First off, I like the way you compared sports to a future political realignment. I will just try to explain things in reverse.

When a city wins the championship in professional sports, the whole city celebrates. Everyone feels good about themselves, strangers hug each other, a great party, people forget their problems, etc., etc.; things that we don’t usually see. Champions bring a sense of unity to city. People forget their problems w

So let’s just say each city wants a sports championship. Voters are happier when their city wins, so the city councils set things up for victory.

One of the best ways to assure more champions is to limit the competition. Imagine a sports league where only New York and Los Angeles have the only two franchises. In this way, these two cities would have a 50% of winning the championship.

Of course, this is a little silly.

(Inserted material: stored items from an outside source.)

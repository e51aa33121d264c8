//! External interfaces the billing core consumes (spec §6): persistence, workflow
//! scheduling, payment-provider integration, webhook delivery, and export object storage.
//! Every port is an `async-trait`, held by services as `Arc<dyn Port>`.

pub mod object_store;
pub mod payment_provider;
pub mod repository;
pub mod webhook;
pub mod workflow;

pub use object_store::ObjectStorePort;
pub use payment_provider::PaymentProviderPort;
pub use repository::{ListFilter, Repository, TransactionPort};
pub use webhook::{WebhookEvent, WebhookEventName, WebhookPublisherPort};
pub use workflow::{ScheduleHandle, WorkflowPort};
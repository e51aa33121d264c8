//! Temporal calendar math (C2): billing period boundaries, calendar vs anniversary
//! alignment, and timezone-aware day counting for proration.

use chrono::{DateTime, Datelike, Duration, TimeZone, Utc};
use chrono_tz::Tz;
use serde::{Deserialize, Serialize};

/// How a subscription's billing periods are aligned to the calendar (spec §3, Subscription).
#[derive(Debug, Clone, Copy, PartialEq, Eq, Serialize, Deserialize)]
#[serde(rename_all = "snake_case")]
pub enum BillingCycle {
    /// Periods start on the 1st of the month (or Jan 1 for yearly/quarterly), regardless
    /// of when the subscription itself started.
    Calendar,
    /// Periods are anchored to the subscription's start date ("bill on the 14th of every
    /// month" for a subscription that started on the 14th).
    Anniversary,
}

/// Billing interval granularity (spec §3, Price.billing_period).
#[derive(Debug, Clone, Copy, PartialEq, Eq, Serialize, Deserialize)]
#[serde(rename_all = "snake_case")]
pub enum BillingPeriod {
    Weekly,
    Monthly,
    Quarterly,
    Yearly,
}

/// A half-open `[start, end)` billing period in UTC, plus the customer timezone it was
/// computed against (needed to reproduce DST-affected day counts deterministically).
#[derive(Debug, Clone, Copy, PartialEq, Eq)]
pub struct Period {
    pub start: DateTime<Utc>,
    pub end: DateTime<Utc>,
}

impl Period {
    pub fn new(start: DateTime<Utc>, end: DateTime<Utc>) -> Self {
        assert!(start < end, "period start must precede end");
        Self { start, end }
    }

    pub fn contains(&self, instant: DateTime<Utc>) -> bool {
        instant >= self.start && instant < self.end
    }

    /// Total whole days spanned by this period, measured in `tz` to correctly account for
    /// DST transitions (spec §4.2: "day counts follow the customer's timezone").
    pub fn total_days(&self, tz: Tz) -> i64 {
        days_between(self.start, self.end, tz)
    }

    /// Days from `self.start` up to (but not including) `instant`, clamped to the period.
    pub fn elapsed_days(&self, instant: DateTime<Utc>, tz: Tz) -> i64 {
        let clamped = instant.clamp(self.start, self.end);
        days_between(self.start, clamped, tz)
    }
}

/// Day count between two instants as observed in local time `tz`. Using local calendar
/// dates (rather than a raw 86400s division) is what keeps this correct across a DST
/// transition, where a "day" is 23 or 25 real hours.
fn days_between(from: DateTime<Utc>, to: DateTime<Utc>, tz: Tz) -> i64 {
    let from_local = from.with_timezone(&tz).date_naive();
    let to_local = to.with_timezone(&tz).date_naive();
    (to_local - from_local).num_days()
}

/// Advance `anchor` by one `period`, preserving anniversary day-of-month semantics
/// (clamping to the last valid day of the target month, e.g. Jan 31 + 1 month = Feb 28).
pub fn advance_period(anchor: DateTime<Utc>, period: BillingPeriod, tz: Tz) -> DateTime<Utc> {
    let local = anchor.with_timezone(&tz);
    let advanced_naive = match period {
        BillingPeriod::Weekly => local.date_naive() + Duration::days(7),
        BillingPeriod::Monthly => add_months(local.date_naive(), 1),
        BillingPeriod::Quarterly => add_months(local.date_naive(), 3),
        BillingPeriod::Yearly => add_months(local.date_naive(), 12),
    };
    let advanced_local = tz
        .from_local_datetime(&advanced_naive.and_time(local.time()))
        .single()
        .unwrap_or_else(|| tz.from_utc_datetime(&advanced_naive.and_time(local.time())));
    advanced_local.with_timezone(&Utc)
}

fn add_months(date: chrono::NaiveDate, months: i32) -> chrono::NaiveDate {
    let total_month0 = date.month0() as i32 + months;
    let year = date.year() + total_month0.div_euclid(12);
    let month0 = total_month0.rem_euclid(12) as u32;
    let day = date.day();
    let last_day = last_day_of_month(year, month0 + 1);
    chrono::NaiveDate::from_ymd_opt(year, month0 + 1, day.min(last_day))
        .expect("clamped day is valid for its month")
}

fn last_day_of_month(year: i32, month: u32) -> u32 {
    let next_month_first = if month == 12 {
        chrono::NaiveDate::from_ymd_opt(year + 1, 1, 1)
    } else {
        chrono::NaiveDate::from_ymd_opt(year, month + 1, 1)
    }
    .expect("valid next-month boundary");
    (next_month_first - Duration::days(1)).day()
}

/// Compute the period containing `at`, for a subscription whose billing periods are
/// anchored either to `cycle_anchor` (anniversary) or to the calendar epoch of `period`
/// (calendar).
pub fn period_containing(
    cycle_anchor: DateTime<Utc>,
    period: BillingPeriod,
    cycle: BillingCycle,
    tz: Tz,
    at: DateTime<Utc>,
) -> Period {
    let base_anchor = match cycle {
        BillingCycle::Anniversary => cycle_anchor,
        BillingCycle::Calendar => calendar_epoch_on_or_before(cycle_anchor, period, tz),
    };

    let mut start = base_anchor;
    loop {
        let end = advance_period(start, period, tz);
        if at < start {
            let prev_start = advance_period_backwards(start, period, tz);
            start = prev_start;
            continue;
        }
        if at < end {
            return Period::new(start, end);
        }
        start = end;
    }
}

fn advance_period_backwards(anchor: DateTime<Utc>, period: BillingPeriod, tz: Tz) -> DateTime<Utc> {
    let local = anchor.with_timezone(&tz);
    let back_naive = match period {
        BillingPeriod::Weekly => local.date_naive() - Duration::days(7),
        BillingPeriod::Monthly => add_months(local.date_naive(), -1),
        BillingPeriod::Quarterly => add_months(local.date_naive(), -3),
        BillingPeriod::Yearly => add_months(local.date_naive(), -12),
    };
    let back_local = tz
        .from_local_datetime(&back_naive.and_time(local.time()))
        .single()
        .unwrap_or_else(|| tz.from_utc_datetime(&back_naive.and_time(local.time())));
    back_local.with_timezone(&Utc)
}

/// For calendar-aligned cycles, snap `near` back to the most recent period boundary
/// (1st of month/quarter/year in `tz`).
fn calendar_epoch_on_or_before(near: DateTime<Utc>, period: BillingPeriod, tz: Tz) -> DateTime<Utc> {
    let local = near.with_timezone(&tz);
    let snapped = match period {
        BillingPeriod::Weekly => {
            let iso_weekday = local.date_naive().weekday().num_days_from_monday();
            local.date_naive() - Duration::days(iso_weekday as i64)
        }
        BillingPeriod::Monthly => {
            chrono::NaiveDate::from_ymd_opt(local.year(), local.month(), 1).unwrap()
        }
        BillingPeriod::Quarterly => {
            let quarter_start_month = ((local.month() - 1) / 3) * 3 + 1;
            chrono::NaiveDate::from_ymd_opt(local.year(), quarter_start_month, 1).unwrap()
        }
        BillingPeriod::Yearly => chrono::NaiveDate::from_ymd_opt(local.year(), 1, 1).unwrap(),
    };
    tz.from_local_datetime(&snapped.and_hms_opt(0, 0, 0).unwrap())
        .single()
        .unwrap_or_else(|| tz.from_utc_datetime(&snapped.and_hms_opt(0, 0, 0).unwrap()))
        .with_timezone(&Utc)
}

#[cfg(test)]
mod tests {
    use super::*;

    fn utc(y: i32, m: u32, d: u32) -> DateTime<Utc> {
        Utc.with_ymd_and_hms(y, m, d, 0, 0, 0).unwrap()
    }

    #[test]
    fn test_advance_monthly_clamps_end_of_month() {
        let jan31 = utc(2026, 1, 31);
        let advanced = advance_period(jan31, BillingPeriod::Monthly, chrono_tz::UTC);
        assert_eq!(advanced, utc(2026, 2, 28));
    }

    #[test]
    fn test_advance_yearly() {
        let start = utc(2026, 3, 15);
        let advanced = advance_period(start, BillingPeriod::Yearly, chrono_tz::UTC);
        assert_eq!(advanced, utc(2027, 3, 15));
    }

    #[test]
    fn test_period_containing_anniversary() {
        let anchor = utc(2026, 1, 15);
        let at = utc(2026, 2, 20);
        let period = period_containing(
            anchor,
            BillingPeriod::Monthly,
            BillingCycle::Anniversary,
            chrono_tz::UTC,
            at,
        );
        assert_eq!(period.start, utc(2026, 2, 15));
        assert_eq!(period.end, utc(2026, 3, 15));
    }

    #[test]
    fn test_period_containing_calendar() {
        let anchor = utc(2026, 1, 15);
        let at = utc(2026, 2, 20);
        let period = period_containing(
            anchor,
            BillingPeriod::Monthly,
            BillingCycle::Calendar,
            chrono_tz::UTC,
            at,
        );
        assert_eq!(period.start, utc(2026, 2, 1));
        assert_eq!(period.end, utc(2026, 3, 1));
    }

    #[test]
    fn test_total_days_matches_calendar_span() {
        let period = Period::new(utc(2026, 2, 1), utc(2026, 3, 1));
        assert_eq!(period.total_days(chrono_tz::UTC), 28);
    }

    #[test]
    fn test_elapsed_days_clamped_to_period() {
        let period = Period::new(utc(2026, 2, 1), utc(2026, 3, 1));
        assert_eq!(period.elapsed_days(utc(2026, 2, 15), chrono_tz::UTC), 14);
        assert_eq!(period.elapsed_days(utc(2026, 4, 1), chrono_tz::UTC), 28);
    }
}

And there are other forces at play that allow losing franchises to be fiscally solvent.

But limiting the competition is what the Democrats and Republicans have essentially done. There is an informal agreement between the two parties that allow them to govern 50% of the time.

While third parties are possible, they usually hurt the main party they are closer ideologically speaking. Ross Perot gave Mr. Clinton the edge; Ralph Nadar gave Mr. Bush the edge. So there is a real threat the the worst of the two devils will get elected rather than the second worst. Political alignments occur to prevent effective third parties.

A ranked ballot would fix that. But the neither the D’s or the R’s want to share their side of the political spectrum with a similar party. That similar party could supplant them one day — which means reducing the 50% chance of getting power to 0%. So don’t expect the R’s or D’s to champion a ranked ballot any time soon.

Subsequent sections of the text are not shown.